| AVS 63rd International Symposium & Exhibition | |
| Nanometer-scale Science and Technology | Thursday Sessions |
| Session NS+BI-ThA |
| Session: | Applied Nanoscale Microscopy Techniques/Biomaterial Interfaces – New Advances |
| Presenter: | John Stephen Fletcher, University of Gothenburg, Sweden |
| Authors: | J.S. Fletcher, University of Gothenburg, Sweden P. Wehrli, University of Gothenburg, Sweden A. Farewell, University of Gothenburg, Seweden T.B. Angerer, University of Gothenburg, Sweden J. Gottfries, University of Gothenburg, Sweden |
| Correspondent: | Click to Email |
For many years ToF-SIMS has shown the promise of delivering new information of direct relevance to biological research.
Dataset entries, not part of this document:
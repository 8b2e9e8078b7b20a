//! 全局 Logger 使用示例
//!
//! 演示如何通过配置初始化全局 Logger，然后使用宏记录日志

use anyhow::Result;
use framelog::log::*;
// 宏定义在 crate root，需要单独导入
use framelog::{logd, loge, logfile, logi, logjson, logw, logxml};

#[derive(serde::Serialize)]
struct User {
    id: u64,
    name: String,
}

fn main() -> Result<()> {
    println!("=== 全局 Logger 示例 ===\n");

    // 1. 从 json5 创建配置
    let config = LoggerConfig::from_json5(
        r#"
        {
            settings: {
                show_head: true,
                show_border: true,
                file_enabled: true,
                dir: "/tmp/framelog",
                level: "debug",
            },
            console: {
                target: "stdout",
                colored: true,
            },
        }
        "#,
    )?;

    // 2. 初始化全局 Logger
    init(config);
    println!("当前配置:\n{}\n", configure());

    // 3. 使用宏记录日志
    logi!("application started");
    logd!(tag: "Net"; "connecting", "127.0.0.1", 8080);
    logw!("user", LogValue::from_struct(User { id: 1, name: "alice".to_string() }));
    loge!(None::<String>);

    // 4. JSON / XML 美化输出
    logjson!(r#"{"id": 1, "name": "framelog", "tags": ["a", "b"]}"#);
    logxml!("<config><item key=\"a\">1</item><item key=\"b\">2</item></config>");

    // 5. 只写文件
    logfile!("only in file");

    // 6. 运行时修改配置
    configure()
        .set_global_tag("Demo")
        .set_show_border(false)
        .set_level(LogLevel::Warn);
    logi!("filtered");
    logw!("tag pinned, no border");

    // 7. 接管 log 门面
    install_log_facade()?;
    ::log::warn!("from the log facade");

    flush()?;
    shutdown()?;
    println!("\n日志文件目录: /tmp/framelog");

    Ok(())
}
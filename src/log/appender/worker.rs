use crate::log::appender::file_appender::{ensure_file, report_failure, write_block};
use crate::log::appender::LogAppender;
use crate::log::error::LogError;
use crossbeam::channel::{self, Receiver, Sender, TrySendError};
use std::path::PathBuf;
use std::sync::Arc;
use std::thread::{self, JoinHandle};

const WORKER_THREAD_NAME: &str = "framelog-file-writer";

/// 一次文件追加
#[derive(Debug, Clone)]
pub struct FileWriteTask {
    /// 目标文件
    pub target_path: PathBuf,
    /// 追加的完整文本
    pub payload: String,
    /// 写入失败时上报使用的标签
    pub tag: String,
}

pub(crate) enum WorkerMessage {
    Write(FileWriteTask),
    Flush(Sender<()>),
    Shutdown,
}

/// 后台写文件线程
///
/// 单线程按入队顺序依次处理，同一时刻只有一个写操作在进行。
pub(crate) struct Worker {
    sender: Sender<WorkerMessage>,
    handle: JoinHandle<()>,
}

impl Worker {
    pub fn spawn(capacity: usize, console: Arc<dyn LogAppender>) -> Result<Self, LogError> {
        let (sender, receiver) = channel::bounded(capacity.max(1));

        let handle = thread::Builder::new()
            .name(WORKER_THREAD_NAME.to_string())
            .spawn(move || run(receiver, console))
            .map_err(LogError::WorkerSpawn)?;

        tracing::debug!(capacity, "file writer started");
        Ok(Self { sender, handle })
    }

    pub fn try_send(&self, message: WorkerMessage) -> Result<(), TrySendError<WorkerMessage>> {
        self.sender.try_send(message)
    }

    pub fn sender(&self) -> Sender<WorkerMessage> {
        self.sender.clone()
    }

    /// 处理完队列中已有的任务后退出线程并等待其结束
    pub fn shutdown(self) -> Result<(), LogError> {
        let Worker { sender, handle } = self;
        // 线程已退出时发送失败，直接 join 即可
        let _ = sender.send(WorkerMessage::Shutdown);
        drop(sender);

        handle.join().map_err(|_| LogError::WorkerGone)?;
        tracing::debug!("file writer stopped");
        Ok(())
    }
}

/// 等待 flush 之前入队的任务全部完成
pub(crate) fn flush_via(sender: Sender<WorkerMessage>) -> Result<(), LogError> {
    let (ack_tx, ack_rx) = channel::bounded(1);
    sender
        .send(WorkerMessage::Flush(ack_tx))
        .map_err(|_| LogError::WorkerGone)?;
    drop(sender);

    ack_rx.recv().map_err(|_| LogError::WorkerGone)
}

fn run(receiver: Receiver<WorkerMessage>, console: Arc<dyn LogAppender>) {
    for message in receiver.iter() {
        match message {
            WorkerMessage::Write(task) => process(&task, console.as_ref()),
            WorkerMessage::Flush(ack) => {
                let _ = ack.send(());
            }
            WorkerMessage::Shutdown => break,
        }
    }
}

fn process(task: &FileWriteTask, console: &dyn LogAppender) {
    let result = ensure_file(&task.target_path)
        .and_then(|_| write_block(&task.target_path, &task.payload));

    match result {
        Ok(()) => tracing::debug!(
            path = %task.target_path.display(),
            bytes = task.payload.len(),
            "log block written"
        ),
        Err(e) => report_failure(console, &task.tag, &task.target_path, &e),
    }
}
//! 日志模块
//!
//! 带边框、调用位置和按天分文件的日志引擎。
//!
//! # 特性
//!
//! - 六个级别：Verbose, Debug, Info, Warn, Error, Assert，支持运行时级别过滤
//! - 日志头：线程名、方法名、文件名和行号，由宏在调用点捕获
//! - 终端输出超长内容自动分段，分段后仍保持边框
//! - 文件输出写入 `<dir>/<MM>-<dd>.txt`，由后台线程按顺序追加
//! - JSON / XML 美化输出
//! - 运行时配置通过快照读取，读写互不阻塞
//! - 可作为 `log` 门面的后端
//!
//! # 快速开始
//!
//! ```rust,no_run
//! use framelog::log::*;
//! use framelog::{logi, logjson};
//!
//! fn main() -> anyhow::Result<()> {
//!     let config = LoggerConfig::from_json5(r#"
//!         {
//!             settings: {
//!                 global_tag: "App",
//!                 file_enabled: true,
//!                 level: "debug",
//!             },
//!             console: {
//!                 target: "stdout",
//!                 colored: true,
//!             },
//!         }
//!     "#)?;
//!     init(config);
//!
//!     logi!("application started");
//!     logjson!(r#"{"id": 1, "name": "framelog"}"#);
//!
//!     flush()?;
//!     Ok(())
//! }
//! ```

pub mod appender;
pub mod caller;
pub mod config;
pub mod error;
pub mod formatter;
pub mod global_logger;
pub mod log_record;
pub mod logger;
pub mod macros;

pub use appender::{
    ConsoleAppender, ConsoleAppenderConfig, FileAppender, FileAppenderConfig, LogAppender,
    MemoryAppender, Target,
};
pub use caller::CallerContext;
pub use config::{default_dir, LogConfig, LogConfigBuilder, LogSettings};
pub use error::LogError;
pub use formatter::{NULL, NULL_TIPS};
pub use global_logger::{
    configure, dispatch, flush, global_logger, init, install_log_facade, set_global_logger,
    shutdown,
};
pub use log_record::{LogKind, LogLevel, LogRecord, LogValue};
pub use logger::{render, Logger, LoggerConfig, RenderedMessage, FALLBACK_TAG};
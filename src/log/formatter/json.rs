use crate::log::error::LogError;
use serde::Serialize;
use serde_json::ser::{PrettyFormatter, Serializer};
use serde_json::Value;

/// JSON 缩进
const INDENT: &[u8] = b"    ";

/// 美化 JSON 文本（4 空格缩进）
///
/// 只处理以 `{` 或 `[` 开头的文本，其余文本原样返回；
/// 解析失败时返回错误，由调用方决定是否原样输出。
pub fn pretty_json(text: &str) -> Result<String, LogError> {
    let trimmed = text.trim_start();
    if !(trimmed.starts_with('{') || trimmed.starts_with('[')) {
        return Ok(text.to_string());
    }

    let value: Value = serde_json::from_str(text)?;

    let mut buf = Vec::with_capacity(text.len() * 2);
    let mut serializer = Serializer::with_formatter(&mut buf, PrettyFormatter::with_indent(INDENT));
    value.serialize(&mut serializer)?;

    String::from_utf8(buf).map_err(|e| LogError::Malformed(e.to_string()))
}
However, inadequacies in the ability to generate intact molecular ion species and then detect them with precise mass resolution and accuracy have held the technique back. Recent advances in ToF-SIMS, through the implementation of gas cluster ion beams (GCIBs) coupled to non-conventional MS systems, now permit the analysis of higher mass species from native, underivatised, biological specimen i.e. intact bacterial cells. Being able to characterise and understand changes in bacterial biochemistry as a result of environmental, biological or pharmacological stress is critical to address the global challenge of antibiotic resistance. For example, E. coli is able to rapidly adjust the biophysical properties of its membrane phospholipids to adapt to environmental challenges including starvation stress. Here, these membrane lipid modifications were investigated in glucose starved E. coli cultures and compared to a DrelADspoT (ppGpp0) mutant strain of E. coli, deficient in the stringent response, by means of time-of-flight secondary ion mass spectrometry (ToF-SIMS Cultures in stationary phase were found to exhibit a radically different lipid composition as compared to cultures in exponential growth phase. Wild-type E. coli reacted upon carbon starvation by lipid modifications including elongation, cyclopropanation and increased cardiolipin formation. Observations are consistent with variants of cardiolipins (CL), phosphatidylglycerols (PG), phosphatidylethanolamines (PE), phosphatidic acids (PA), and fatty acids. Notably, despite having a proteomic profile and a gene expression profile somewhat similar to the wild-type during growth, the ppGpp0 mutant E. coli strain was found to exhibit modified phospholipids corresponding to unsaturated analogues of those found in the wild-type. We concluded that the ppGpp0 mutant reacts upon starvation stress by elongation and desaturation of fatty acyl chains, implying that only the last step of the lipid modification, the cyclopropanation, is under stringent control. These observations suggest alternative stress response mechanisms and illustrate the role of the RelA and SpoT enzymes in the biosynthetic pathway underlying these lipid modifications.